И когда Старец бывал в особенном духе, то это восхищение переделывалось им и как будто обращалось не к мужчине, а к женщине; и басок гудел еще нежнее, еще приветливее:
— О добрая моя, хорошая моя! Не забыла еще старого Даниила?
И, несмотря на доброту и благоуветливую мягкость характера Старца, во всей его фигуре, в резких очертаниях его характерного лица было что-то сильное, львиное, но льва кроткого, того льва, который в «невидимом граде» ляжет рядом с ягненком, «Герасимова льва», иже при Иордане-реце возил на себе воду для братии Преподобного.
— Наш добрый дяденька! — звали его Шамординские монашки от стара до мала, производя родство это от своей первоначальницы — игумении, матушки Софии, сестры Старца: она — матушка им, а он — брат ее и, стало быть, им — дяденька. Так и оставался им, семистам сестрам, отец Даниил «дяденькой» до самой своей смерти.
— Ну разве не лев — наш о. Даниил! — воскликнул раз один юноша — академик старшего курса Киевской Духовной академии, прослушав в моем нумере Оптинской гостиницы одну из многочисленных бесед — проповедей, которые, в духе чисто апостольском, любил перед всякой аудиторией развивать этот позднейший из чистейших преемников благодати апостольского учительства и служения. «Добрый дяденька» и «кроткий лев» — это был весь о. Даниил, монах и художник, интеллигент и искатель «невидимого града», теперь уже его обретший в том Царстве, где несть болезнь, ни печаль, но жизнь бесконечная.
Я сказал, что батюшка о. Даниил любил проповедовать перед всякой аудиторией, где бы она для него не собиралась, кто бы только не пожелал его слушать. И он постоянно был на проповеди Божьей славы, Божьего Слова, настаивал на истине и во время и не во время, пел Богу своему, дондеже бысть. При покойном великом старце, о. Амвросии Оптинском, по болезненности своей редко выходившем из кельи, на о.
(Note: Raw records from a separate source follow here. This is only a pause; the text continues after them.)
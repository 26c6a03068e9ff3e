use std::net::SocketAddr;
use std::time::Duration;

use station_board::board::BoardConfig;
use station_board::cache::{CacheConfig, CachedDigitrafficClient};
use station_board::digitraffic::{
    DigitrafficClient, DigitrafficConfig, DigitrafficError, MockDigitrafficClient,
};
use station_board::preferences::PreferenceStore;
use station_board::source::DataSource;
use station_board::stations::{StationCache, StationCacheConfig, StationError, StationRegistry};
use station_board::web::{AppState, create_router};
use tracing::{error, info, warn};
use tracing_subscriber::EnvFilter;

/// How often to refresh the station directory (24 hours).
const STATION_REFRESH_INTERVAL: Duration = Duration::from_secs(24 * 60 * 60);

const DEFAULT_ADDR: &str = "127.0.0.1:3000";
const DEFAULT_PREFS_PATH: &str = "preferences.json";
const DEFAULT_STATIC_DIR: &str = "static";
const DEFAULT_LOG_FILTER: &str = "station_board=info";

/// Errors that stop the server from starting.
#[derive(Debug, thiserror::Error)]
enum StartupError {
    #[error("invalid STATION_BOARD_ADDR: {0}")]
    Addr(#[from] std::net::AddrParseError),

    #[error("failed to create Digitraffic client: {0}")]
    Client(#[from] DigitrafficError),

    #[error("failed to load stations: {0}")]
    Stations(#[from] StationError),

    #[error("server error: {0}")]
    Io(#[from] std::io::Error),
}

#[tokio::main]
async fn main() {
    let filter =
        EnvFilter::try_from_default_env().unwrap_or_else(|_| EnvFilter::new(DEFAULT_LOG_FILTER));
    tracing_subscriber::fmt().with_env_filter(filter).init();

    if let Err(e) = run().await {
        error!(error = %e, "station board failed");
        std::process::exit(1);
    }
}

async fn run() -> Result<(), StartupError> {
    let addr: SocketAddr = env_or("STATION_BOARD_ADDR", DEFAULT_ADDR).parse()?;
    let static_dir = env_or("STATION_BOARD_STATIC", DEFAULT_STATIC_DIR);

    // Fixture data replaces the live API when a mock directory is given
    let (source, station_cache) = match std::env::var("STATION_BOARD_MOCK_DIR") {
        Ok(dir) => {
            info!(dir = %dir, "using mock train data");
            (DataSource::from(MockDigitrafficClient::new(&dir)?), None)
        }
        Err(_) => {
            let user = std::env::var("DIGITRAFFIC_USER").unwrap_or_else(|_| {
                warn!("DIGITRAFFIC_USER not set, using default client name");
                DigitrafficConfig::default().user
            });
            let mut config = DigitrafficConfig::new(user);
            if let Ok(base_url) = std::env::var("DIGITRAFFIC_BASE_URL") {
                config = config.with_base_url(base_url);
            }

            let client = DigitrafficClient::new(config)?;
            let cached = CachedDigitrafficClient::new(client, &CacheConfig::default());

            let cache_config = match std::env::var("STATION_BOARD_CACHE") {
                Ok(path) => StationCacheConfig::new(path),
                Err(_) => StationCacheConfig::default(),
            };
            (DataSource::from(cached), Some(StationCache::new(cache_config)))
        }
    };

    // Load the station directory (fail fast if unavailable)
    info!("loading stations");
    let stations = StationRegistry::load(source.clone(), station_cache).await?;
    info!(count = stations.len().await, "stations loaded");

    // Spawn background task to refresh the directory daily
    let stations_refresh = stations.clone();
    tokio::spawn(async move {
        let mut interval = tokio::time::interval(STATION_REFRESH_INTERVAL);
        interval.tick().await; // First tick is immediate, skip it
        loop {
            interval.tick().await;
            match stations_refresh.refresh().await {
                Ok(count) => info!(count, "refreshed stations"),
                Err(e) => warn!(error = %e, "failed to refresh stations"),
            }
        }
    });

    let preferences = PreferenceStore::open(env_or("STATION_BOARD_PREFS", DEFAULT_PREFS_PATH));
    let theme = preferences.theme().await;
    info!(path = ?preferences.path(), %theme, "preferences loaded");

    let state = AppState::new(source, stations, preferences, BoardConfig::default());
    let app = create_router(state, &static_dir);

    let listener = tokio::net::TcpListener::bind(addr).await?;
    info!("station board listening on http://{addr}");
    axum::serve(listener, app).await?;

    Ok(())
}

fn env_or(key: &str, default: &str) -> String {
    std::env::var(key).unwrap_or_else(|_| default.to_string())
}
//! Domain error types.
//!
//! These errors represent validation failures in the domain layer.
//! They are distinct from API/IO errors.

use super::InvalidStationCode;

/// Domain-level errors for validation and data consistency.
#[derive(Debug, Clone, thiserror::Error)]
pub enum DomainError {
    /// A station code failed validation
    #[error(transparent)]
    InvalidStationCode(#[from] InvalidStationCode),

    /// A timetable row type was neither ARRIVAL nor DEPARTURE
    #[error("unknown timetable row type: {0}")]
    UnknownRowType(String),

    /// A timestamp could not be parsed
    #[error("invalid timestamp: {0}")]
    InvalidTimestamp(String),

    /// A train was delivered without any timetable rows
    #[error("train {0} has no timetable rows")]
    EmptyRoute(u32),
}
Данииле лежала, с благословения Старца, обязанность приводить к вере и истине тех из смущенных духом интеллигентов, которых тянула в Оптину к старцам еще не уснувшая навеки совесть, стенящая и плачущая об утрате Бога. Обремененный недугом, сотнями посетителей всякого звания и духовного устроения, духовным окормлением многих монастырей и своей обители Оптинской, великий Старец не всегда мог уделять достаточно времени, чтобы разбирать сложную махинацию сомнений и мудрствований интеллигентной души, и такую душу он часто доверял переработке пламенно-красноречивого и верующего о. Даниила. В летнее время, когда и до сих пор еще бывает в Оптиной большой наплыв паломников к Оптинским старцам, а во дни старца Амвросия и того больше, о. Даниил почти не живал в своей скитской келье; его разбирали, как говорится, нарасхват: то на гостиницу, а то и просто в отъезд из монастыря к окрестным помещикам, в числе которых были люди высокого положения в свете, богатые или знатные, собиравшие под свой гостеприимный кров на летний отдых едва ли не со всех концов России представителей и представительниц расшатанной в своих устоях русской мысли. И там, где, казалось, уже совсем замирало религиозное чувство, искаженное современными лжеучениями или равнодушием к вере, гремело и там апостольское слово о. Даниила. И к слову этому прислушивались, и слово это чтили...
— Было это лет сорок тому назад, — так однажды сказывал мне о. Даниил. — Я был молодым художником и жил в Петербурге. Направление шестидесятых годов в области духа вам известно. На ту пору сила этого направления была настолько значительна, что из слоев образованных она стала проникать и в простой народ. Хотя по званию своему потомственного дворянина и по свободной профессии художника я должен был быть представителем этого духа, но, благодаря моей настроенности, уже вам известной, веяние его не коснулось моего сердца.